> _Your goal_
Write the data below out again in full, exactly as shown.

Records from a data source:

* * * * * * * * *

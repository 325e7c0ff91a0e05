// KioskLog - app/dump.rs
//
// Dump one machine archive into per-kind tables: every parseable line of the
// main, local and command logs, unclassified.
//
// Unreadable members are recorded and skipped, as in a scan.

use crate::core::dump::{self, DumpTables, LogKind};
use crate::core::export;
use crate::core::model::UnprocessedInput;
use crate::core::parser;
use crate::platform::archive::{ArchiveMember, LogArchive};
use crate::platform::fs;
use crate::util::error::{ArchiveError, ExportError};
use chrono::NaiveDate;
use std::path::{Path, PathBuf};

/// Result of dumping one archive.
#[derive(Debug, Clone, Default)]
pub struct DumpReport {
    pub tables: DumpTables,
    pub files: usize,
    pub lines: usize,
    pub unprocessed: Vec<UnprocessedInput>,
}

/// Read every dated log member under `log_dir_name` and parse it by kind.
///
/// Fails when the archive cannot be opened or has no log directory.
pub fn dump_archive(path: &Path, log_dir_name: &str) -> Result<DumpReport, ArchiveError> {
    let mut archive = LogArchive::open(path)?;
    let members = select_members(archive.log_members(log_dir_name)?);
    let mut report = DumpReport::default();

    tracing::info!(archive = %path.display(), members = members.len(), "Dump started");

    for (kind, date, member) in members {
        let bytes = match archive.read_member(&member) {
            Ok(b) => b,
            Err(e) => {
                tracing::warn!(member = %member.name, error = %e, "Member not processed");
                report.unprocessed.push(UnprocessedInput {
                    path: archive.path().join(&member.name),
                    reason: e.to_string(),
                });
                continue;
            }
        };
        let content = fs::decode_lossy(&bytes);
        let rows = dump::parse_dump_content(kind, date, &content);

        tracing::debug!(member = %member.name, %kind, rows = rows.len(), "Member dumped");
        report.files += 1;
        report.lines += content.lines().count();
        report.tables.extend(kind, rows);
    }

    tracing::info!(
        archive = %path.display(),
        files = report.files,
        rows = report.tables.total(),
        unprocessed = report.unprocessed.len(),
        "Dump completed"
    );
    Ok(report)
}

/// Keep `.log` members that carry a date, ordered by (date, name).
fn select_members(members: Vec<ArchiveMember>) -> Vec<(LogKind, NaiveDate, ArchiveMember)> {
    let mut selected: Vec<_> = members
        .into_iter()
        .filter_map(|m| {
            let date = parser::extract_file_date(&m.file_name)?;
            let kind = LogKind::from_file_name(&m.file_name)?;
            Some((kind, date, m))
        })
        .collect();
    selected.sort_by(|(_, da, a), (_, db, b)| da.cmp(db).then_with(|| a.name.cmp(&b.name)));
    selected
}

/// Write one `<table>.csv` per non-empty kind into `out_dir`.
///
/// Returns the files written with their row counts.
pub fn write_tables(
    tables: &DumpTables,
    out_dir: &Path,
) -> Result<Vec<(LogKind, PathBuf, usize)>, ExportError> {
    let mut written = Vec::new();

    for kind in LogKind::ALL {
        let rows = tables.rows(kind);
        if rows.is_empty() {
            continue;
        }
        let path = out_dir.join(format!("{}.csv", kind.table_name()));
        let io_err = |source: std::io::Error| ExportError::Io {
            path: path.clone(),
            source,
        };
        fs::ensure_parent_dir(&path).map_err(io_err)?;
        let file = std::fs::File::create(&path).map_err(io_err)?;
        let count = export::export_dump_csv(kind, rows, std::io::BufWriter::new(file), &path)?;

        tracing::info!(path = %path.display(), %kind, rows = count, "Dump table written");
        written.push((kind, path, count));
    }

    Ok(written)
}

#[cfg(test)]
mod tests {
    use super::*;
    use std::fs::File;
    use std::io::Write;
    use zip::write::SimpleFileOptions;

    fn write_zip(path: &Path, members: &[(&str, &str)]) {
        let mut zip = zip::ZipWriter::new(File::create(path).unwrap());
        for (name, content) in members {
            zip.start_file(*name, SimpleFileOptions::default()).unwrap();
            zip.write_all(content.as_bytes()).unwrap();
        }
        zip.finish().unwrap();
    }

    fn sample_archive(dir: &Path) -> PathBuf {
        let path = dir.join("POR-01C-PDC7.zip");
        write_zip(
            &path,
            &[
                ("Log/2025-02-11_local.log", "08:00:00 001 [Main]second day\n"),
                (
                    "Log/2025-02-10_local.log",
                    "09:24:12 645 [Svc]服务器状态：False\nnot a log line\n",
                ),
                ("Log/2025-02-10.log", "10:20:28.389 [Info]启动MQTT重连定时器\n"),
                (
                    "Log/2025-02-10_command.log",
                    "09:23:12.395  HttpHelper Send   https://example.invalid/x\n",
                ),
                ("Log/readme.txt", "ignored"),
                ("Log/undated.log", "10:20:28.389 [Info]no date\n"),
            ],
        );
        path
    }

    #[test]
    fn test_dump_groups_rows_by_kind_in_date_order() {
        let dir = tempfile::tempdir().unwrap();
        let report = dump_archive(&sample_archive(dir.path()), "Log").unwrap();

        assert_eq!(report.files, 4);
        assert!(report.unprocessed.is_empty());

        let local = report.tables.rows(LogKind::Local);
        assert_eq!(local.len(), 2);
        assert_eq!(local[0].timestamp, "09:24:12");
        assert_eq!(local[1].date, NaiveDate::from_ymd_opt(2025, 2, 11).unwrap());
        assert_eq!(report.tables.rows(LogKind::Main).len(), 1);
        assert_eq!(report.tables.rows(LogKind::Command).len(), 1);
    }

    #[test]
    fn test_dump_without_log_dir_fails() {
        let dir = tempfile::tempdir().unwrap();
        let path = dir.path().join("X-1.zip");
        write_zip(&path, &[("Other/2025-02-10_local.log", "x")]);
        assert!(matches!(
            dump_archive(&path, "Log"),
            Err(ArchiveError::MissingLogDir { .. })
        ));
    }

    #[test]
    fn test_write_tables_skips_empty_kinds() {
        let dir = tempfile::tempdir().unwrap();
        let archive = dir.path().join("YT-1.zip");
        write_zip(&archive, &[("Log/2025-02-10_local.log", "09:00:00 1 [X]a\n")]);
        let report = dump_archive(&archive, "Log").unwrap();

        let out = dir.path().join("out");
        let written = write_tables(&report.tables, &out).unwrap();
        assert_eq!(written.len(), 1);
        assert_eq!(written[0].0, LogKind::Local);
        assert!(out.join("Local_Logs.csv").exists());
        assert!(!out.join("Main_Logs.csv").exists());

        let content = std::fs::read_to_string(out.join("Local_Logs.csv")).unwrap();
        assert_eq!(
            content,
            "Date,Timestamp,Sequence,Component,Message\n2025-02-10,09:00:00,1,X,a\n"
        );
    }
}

* * * * * * * * *

> _Worked solution_
repository 325e7c0ff91a0e05
// KioskLog - app/dump.rs
//
// Dump one machine archive into per-kind tables: every parseable line of the
// main, local and command logs, unclassified.
//
// Unreadable members are recorded and skipped, as in a scan.

use crate::core::dump::{self, DumpTables, LogKind};
use crate::core::export;
use crate::core::model::UnprocessedInput;
use crate::core::parser;
use crate::platform::archive::{ArchiveMember, LogArchive};
use crate::platform::fs;
use crate::util::error::{ArchiveError, ExportError};
use chrono::NaiveDate;
use std::path::{Path, PathBuf};

/// Result of dumping one archive.
#[derive(Debug, Clone, Default)]
pub struct DumpReport {
    pub tables: DumpTables,
    pub files: usize,
    pub lines: usize,
    pub unprocessed: Vec<UnprocessedInput>,
}

/// Read every dated log member under `log_dir_name` and parse it by kind.
///
/// Fails when the archive cannot be opened or has no log directory.
pub fn dump_archive(path: &Path, log_dir_name: &str) -> Result<DumpReport, ArchiveError> {
    let mut archive = LogArchive::open(path)?;
    let members = select_members(archive.log_members(log_dir_name)?);
    let mut report = DumpReport::default();

    tracing::info!(archive = %path.display(), members = members.len(), "Dump started");

    for (kind, date, member) in members {
        let bytes = match archive.read_member(&member) {
            Ok(b) => b,
            Err(e) => {
                tracing::warn!(member = %member.name, error = %e, "Member not processed");
                report.unprocessed.push(UnprocessedInput {
                    path: archive.path().join(&member.name),
                    reason: e.to_string(),
                });
                continue;
            }
        };
        let content = fs::decode_lossy(&bytes);
        let rows = dump::parse_dump_content(kind, date, &content);

        tracing::debug!(member = %member.name, %kind, rows = rows.len(), "Member dumped");
        report.files += 1;
        report.lines += content.lines().count();
        report.tables.extend(kind, rows);
    }

    tracing::info!(
        archive = %path.display(),
        files = report.files,
        rows = report.tables.total(),
        unprocessed = report.unprocessed.len(),
        "Dump completed"
    );
    Ok(report)
}

/// Keep `.log` members that carry a date, ordered by (date, name).
fn select_members(members: Vec<ArchiveMember>) -> Vec<(LogKind, NaiveDate, ArchiveMember)> {
    let mut selected: Vec<_> = members
        .into_iter()
        .filter_map(|m| {
            let date = parser::extract_file_date(&m.file_name)?;
            let kind = LogKind::from_file_name(&m.file_name)?;
            Some((kind, date, m))
        })
        .collect();
    selected.sort_by(|(_, da, a), (_, db, b)| da.cmp(db).then_with(|| a.name.cmp(&b.name)));
    selected
}

/// Write one `<table>.csv` per non-empty kind into `out_dir`.
///
/// Returns the files written with their row counts.
pub fn write_tables(
    tables: &DumpTables,
    out_dir: &Path,
) -> Result<Vec<(LogKind, PathBuf, usize)>, ExportError> {
    let mut written = Vec::new();

    for kind in LogKind::ALL {
        let rows = tables.rows(kind);
        if rows.is_empty() {
            continue;
        }
        let path = out_dir.join(format!("{}.csv", kind.table_name()));
        let io_err = |source: std::io::Error| ExportError::Io {
            path: path.clone(),
            source,
        };
        fs::ensure_parent_dir(&path).map_err(io_err)?;
        let file = std::fs::File::create(&path).map_err(io_err)?;
        let count = export::export_dump_csv(kind, rows, std::io::BufWriter::new(file), &path)?;

        tracing::info!(path = %path.display(), %kind, rows = count, "Dump table written");
        written.push((kind, path, count));
    }

    Ok(written)
}

#[cfg(test)]
mod tests {
    use super::*;
    use std::fs::File;
    use std::io::Write;
    use zip::write::SimpleFileOptions;

    fn write_zip(path: &Path, members: &[(&str, &str)]) {
        let mut zip = zip::ZipWriter::new(File::create(path).unwrap());
        for (name, content) in members {
            zip.start_file(*name, SimpleFileOptions::default()).unwrap();
            zip.write_all(content.as_bytes()).unwrap();
        }
        zip.finish().unwrap();
    }

    fn sample_archive(dir: &Path) -> PathBuf {
        let path = dir.join("POR-01C-PDC7.zip");
        write_zip(
            &path,
            &[
                ("Log/2025-02-11_local.log", "08:00:00 001 [Main]second day\n"),
                (
                    "Log/2025-02-10_local.log",
                    "09:24:12 645 [Svc]服务器状态：False\nnot a log line\n",
                ),
                ("Log/2025-02-10.log", "10:20:28.389 [Info]启动MQTT重连定时器\n"),
                (
                    "Log/2025-02-10_command.log",
                    "09:23:12.395  HttpHelper Send   https://example.invalid/x\n",
                ),
                ("Log/readme.txt", "ignored"),
                ("Log/undated.log", "10:20:28.389 [Info]no date\n"),
            ],
        );
        path
    }

    #[test]
    fn test_dump_groups_rows_by_kind_in_date_order() {
        let dir = tempfile::tempdir().unwrap();
        let report = dump_archive(&sample_archive(dir.path()), "Log").unwrap();

        assert_eq!(report.files, 4);
        assert!(report.unprocessed.is_empty());

        let local = report.tables.rows(LogKind::Local);
        assert_eq!(local.len(), 2);
        assert_eq!(local[0].timestamp, "09:24:12");
        assert_eq!(local[1].date, NaiveDate::from_ymd_opt(2025, 2, 11).unwrap());
        assert_eq!(report.tables.rows(LogKind::Main).len(), 1);
        assert_eq!(report.tables.rows(LogKind::Command).len(), 1);
    }

    #[test]
    fn test_dump_without_log_dir_fails() {
        let dir = tempfile::tempdir().unwrap();
        let path = dir.path().join("X-1.zip");
        write_zip(&path, &[("Other/2025-02-10_local.log", "x")]);
        assert!(matches!(
            dump_archive(&path, "Log"),
            Err(ArchiveError::MissingLogDir { .. })
        ));
    }

    #[test]
    fn test_write_tables_skips_empty_kinds() {
        let dir = tempfile::tempdir().unwrap();
        let archive = dir.path().join("YT-1.zip");
        write_zip(&archive, &[("Log/2025-02-10_local.log", "09:00:00 1 [X]a\n")]);
        let report = dump_archive(&archive, "Log").unwrap();

        let out = dir.path().join("out");
        let written = write_tables(&report.tables, &out).unwrap();
        assert_eq!(written.len(), 1);
        assert_eq!(written[0].0, LogKind::Local);
        assert!(out.join("Local_Logs.csv").exists());
        assert!(!out.join("Main_Logs.csv").exists());

        let content = std::fs::read_to_string(out.join("Local_Logs.csv")).unwrap();
        assert_eq!(
            content,
            "Date,Timestamp,Sequence,Component,Message\n2025-02-10,09:00:00,1,X,a\n"
        );
    }
}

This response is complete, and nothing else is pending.